Data extracted from a collection:
▼▼▼

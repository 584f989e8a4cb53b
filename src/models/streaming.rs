//! Line and server-sent-event framing shared by the streaming adapters.
//! Event framing is delegated to `eventsource-stream`; NDJSON and `data:`-only
//! bodies go through [`LineBuffer`].
//!
//! Reading is cooperative: one network chunk is read, every complete line in it
//! is handed to the caller synchronously, then the next chunk is read. Only the
//! trailing partial line is buffered.

use std::collections::VecDeque;

use async_trait::async_trait;
use eventsource_stream::{Event, Eventsource};
use futures_util::stream::{self, Stream, StreamExt};
use tokio_util::sync::CancellationToken;
use tracing::debug;

use crate::error::{Error, Result};

/// Source of raw body chunks.
#[async_trait]
pub trait ChunkSource: Send {
    async fn next_chunk(&mut self) -> std::result::Result<Option<Vec<u8>>, String>;
}

#[async_trait]
impl ChunkSource for reqwest::Response {
    async fn next_chunk(&mut self) -> std::result::Result<Option<Vec<u8>>, String> {
        self.chunk()
            .await
            .map(|chunk| chunk.map(|bytes| bytes.to_vec()))
            .map_err(|e| e.to_string())
    }
}

/// Pre-recorded chunks, used to replay captured streams.
#[derive(Debug, Default)]
pub struct ScriptedChunks {
    chunks: VecDeque<Vec<u8>>,
}

impl ScriptedChunks {
    pub fn new<I, C>(chunks: I) -> Self
    where
        I: IntoIterator<Item = C>,
        C: AsRef<[u8]>,
    {
        Self {
            chunks: chunks.into_iter().map(|c| c.as_ref().to_vec()).collect(),
        }
    }
}

#[async_trait]
impl ChunkSource for ScriptedChunks {
    async fn next_chunk(&mut self) -> std::result::Result<Option<Vec<u8>>, String> {
        Ok(self.chunks.pop_front())
    }
}

#[derive(Debug, Clone, Copy, PartialEq, Eq)]
pub enum StreamControl {
    Continue,
    Stop,
}

#[derive(Debug, Clone, Copy, PartialEq, Eq)]
pub enum StreamEnd {
    /// The body ended or the converter saw its terminal marker.
    Finished,
    /// The caller cancelled between chunks.
    Cancelled,
}

/// Splits a byte stream into lines. Bytes are buffered until a newline so
/// multi-byte characters split across chunks decode correctly.
#[derive(Debug, Default)]
pub struct LineBuffer {
    pending: Vec<u8>,
}

impl LineBuffer {
    pub fn push(&mut self, chunk: &[u8]) -> Vec<String> {
        self.pending.extend_from_slice(chunk);

        let mut lines = Vec::new();
        while let Some(pos) = self.pending.iter().position(|b| *b == b'\n') {
            let mut line: Vec<u8> = self.pending.drain(..=pos).collect();
            line.pop();
            if line.last() == Some(&b'\r') {
                line.pop();
            }
            lines.push(String::from_utf8_lossy(&line).into_owned());
        }
        lines
    }

    /// The unterminated remainder, if any.
    pub fn finish(&mut self) -> Option<String> {
        if self.pending.is_empty() {
            return None;
        }
        let rest = std::mem::take(&mut self.pending);
        Some(String::from_utf8_lossy(&rest).trim_end_matches('\r').to_string())
    }
}

/// Feed every line of `source` to `on_line` until the body ends, `on_line`
/// asks to stop, or `cancel` fires.
pub async fn read_lines<S, F>(
    source: &mut S,
    provider: &str,
    cancel: &CancellationToken,
    mut on_line: F,
) -> Result<StreamEnd>
where
    S: ChunkSource + ?Sized,
    F: FnMut(&str) -> Result<StreamControl> + Send,
{
    let mut buffer = LineBuffer::default();

    loop {
        if cancel.is_cancelled() {
            debug!("Stream from {} cancelled by caller", provider);
            return Ok(StreamEnd::Cancelled);
        }

        let chunk = tokio::select! {
            _ = cancel.cancelled() => {
                debug!("Stream from {} cancelled by caller", provider);
                return Ok(StreamEnd::Cancelled);
            }
            chunk = source.next_chunk() => chunk,
        };

        match chunk.map_err(|e| Error::backend(provider, format!("Stream read error: {}", e)))? {
            Some(bytes) => {
                for line in buffer.push(&bytes) {
                    if on_line(&line)? == StreamControl::Stop {
                        return Ok(StreamEnd::Finished);
                    }
                }
            }
            None => {
                if let Some(line) = buffer.finish() {
                    on_line(&line)?;
                }
                return Ok(StreamEnd::Finished);
            }
        }
    }
}

/// Body chunks as a stream, ending after the first read error.
fn chunk_stream<S>(source: &mut S) -> impl Stream<Item = std::result::Result<Vec<u8>, String>> + Send + '_
where
    S: ChunkSource + ?Sized,
{
    stream::unfold(Some(source), |source| async move {
        let source = match source {
            Some(source) => source,
            None => return None,
        };
        match source.next_chunk().await {
            Ok(Some(chunk)) => Some((Ok(chunk), Some(source))),
            Ok(None) => None,
            Err(e) => Some((Err(e), None)),
        }
    })
}

/// Like [`read_lines`] but dispatches complete server-sent events.
pub async fn read_sse<S, F>(
    source: &mut S,
    provider: &str,
    cancel: &CancellationToken,
    mut on_event: F,
) -> Result<StreamEnd>
where
    S: ChunkSource + ?Sized,
    F: FnMut(Event) -> Result<StreamControl> + Send,
{
    let events = chunk_stream(source).eventsource();
    futures_util::pin_mut!(events);

    loop {
        if cancel.is_cancelled() {
            debug!("Stream from {} cancelled by caller", provider);
            return Ok(StreamEnd::Cancelled);
        }

        let next = tokio::select! {
            _ = cancel.cancelled() => {
                debug!("Stream from {} cancelled by caller", provider);
                return Ok(StreamEnd::Cancelled);
            }
            next = events.next() => next,
        };

        match next {
            Some(Ok(event)) => {
                if on_event(event)? == StreamControl::Stop {
                    return Ok(StreamEnd::Finished);
                }
            }
            Some(Err(e)) => return Err(Error::backend(provider, format!("Stream read error: {}", e))),
            None => return Ok(StreamEnd::Finished),
        }
    }
}

#[cfg(test)]
mod tests {
    use super::*;

    #[test]
    fn test_line_buffer_handles_split_lines_and_utf8() {
        let mut buffer = LineBuffer::default();
        assert!(buffer.push(b"data: hel").is_empty());

        let snowman = "☃".as_bytes();
        let mut chunk = b"lo\r\ndata: ".to_vec();
        chunk.extend_from_slice(&snowman[..1]);
        assert_eq!(buffer.push(&chunk), vec!["data: hello".to_string()]);

        let mut chunk = snowman[1..].to_vec();
        chunk.extend_from_slice(b"\n\ntail");
        assert_eq!(buffer.push(&chunk), vec!["data: ☃".to_string(), String::new()]);
        assert_eq!(buffer.finish().as_deref(), Some("tail"));
        assert_eq!(buffer.finish(), None);
    }

    #[tokio::test]
    async fn test_read_sse_assembles_events() {
        let mut source = ScriptedChunks::new([
            ": keep-alive\nevent: message_start\ndata: {\"a\"",
            ":1}\n\ndata:line one\ndata: line two\n\n",
        ]);
        let cancel = CancellationToken::new();
        let mut names = Vec::new();
        let mut data = Vec::new();

        read_sse(&mut source, "test", &cancel, |event| {
            names.push(event.event);
            data.push(event.data);
            Ok(StreamControl::Continue)
        })
        .await
        .unwrap();

        assert_eq!(names[0], "message_start");
        assert_eq!(data, vec!["{\"a\":1}", "line one\nline two"]);
    }

    #[tokio::test]
    async fn test_read_sse_stops_on_request() {
        let mut source = ScriptedChunks::new([
            "data: one\n\ndata: two\n\n",
            "data: three\n\n",
        ]);
        let cancel = CancellationToken::new();
        let mut seen = Vec::new();

        let end = read_sse(&mut source, "test", &cancel, |event| {
            seen.push(event.data.clone());
            Ok(if event.data == "two" { StreamControl::Stop } else { StreamControl::Continue })
        })
        .await
        .unwrap();

        assert_eq!(end, StreamEnd::Finished);
        assert_eq!(seen, vec!["one", "two"]);
    }

    #[tokio::test]
    async fn test_cancelled_stream_reads_nothing_more() {
        let mut source = ScriptedChunks::new(["line one\n", "line two\n"]);
        let cancel = CancellationToken::new();
        let mut seen = Vec::new();

        let end = read_lines(&mut source, "test", &cancel, |line| {
            seen.push(line.to_string());
            cancel.cancel();
            Ok(StreamControl::Continue)
        })
        .await
        .unwrap();

        assert_eq!(end, StreamEnd::Cancelled);
        assert_eq!(seen, vec!["line one"]);
    }

    struct FailingSource;

    #[async_trait]
    impl ChunkSource for FailingSource {
        async fn next_chunk(&mut self) -> std::result::Result<Option<Vec<u8>>, String> {
            Err("connection reset".to_string())
        }
    }

    #[tokio::test]
    async fn test_read_errors_become_backend_errors() {
        let cancel = CancellationToken::new();
        let result = read_lines(&mut FailingSource, "ollama", &cancel, |_| Ok(StreamControl::Continue)).await;
        match result {
            Err(Error::Backend { provider, message }) => {
                assert_eq!(provider, "ollama");
                assert!(message.contains("connection reset"));
            }
            other => panic!("unexpected result: {:?}", other),
        }
    }
}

▲▲▲

What you have to do:
Print, exactly as written, the first line of the records above and each line after it until the line with "pub trait ChunkSource: Send", which is printed too.

Output of the task:
repository 584f989e8a4cb53b
filename src/models/streaming.rs
//! Line and server-sent-event framing shared by the streaming adapters.
//! Event framing is delegated to `eventsource-stream`; NDJSON and `data:`-only
//! bodies go through [`LineBuffer`].
//!
//! Reading is cooperative: one network chunk is read, every complete line in it
//! is handed to the caller synchronously, then the next chunk is read. Only the
//! trailing partial line is buffered.

use std::collections::VecDeque;

use async_trait::async_trait;
use eventsource_stream::{Event, Eventsource};
use futures_util::stream::{self, Stream, StreamExt};
use tokio_util::sync::CancellationToken;
use tracing::debug;

use crate::error::{Error, Result};

/// Source of raw body chunks.
#[async_trait]
pub trait ChunkSource: Send {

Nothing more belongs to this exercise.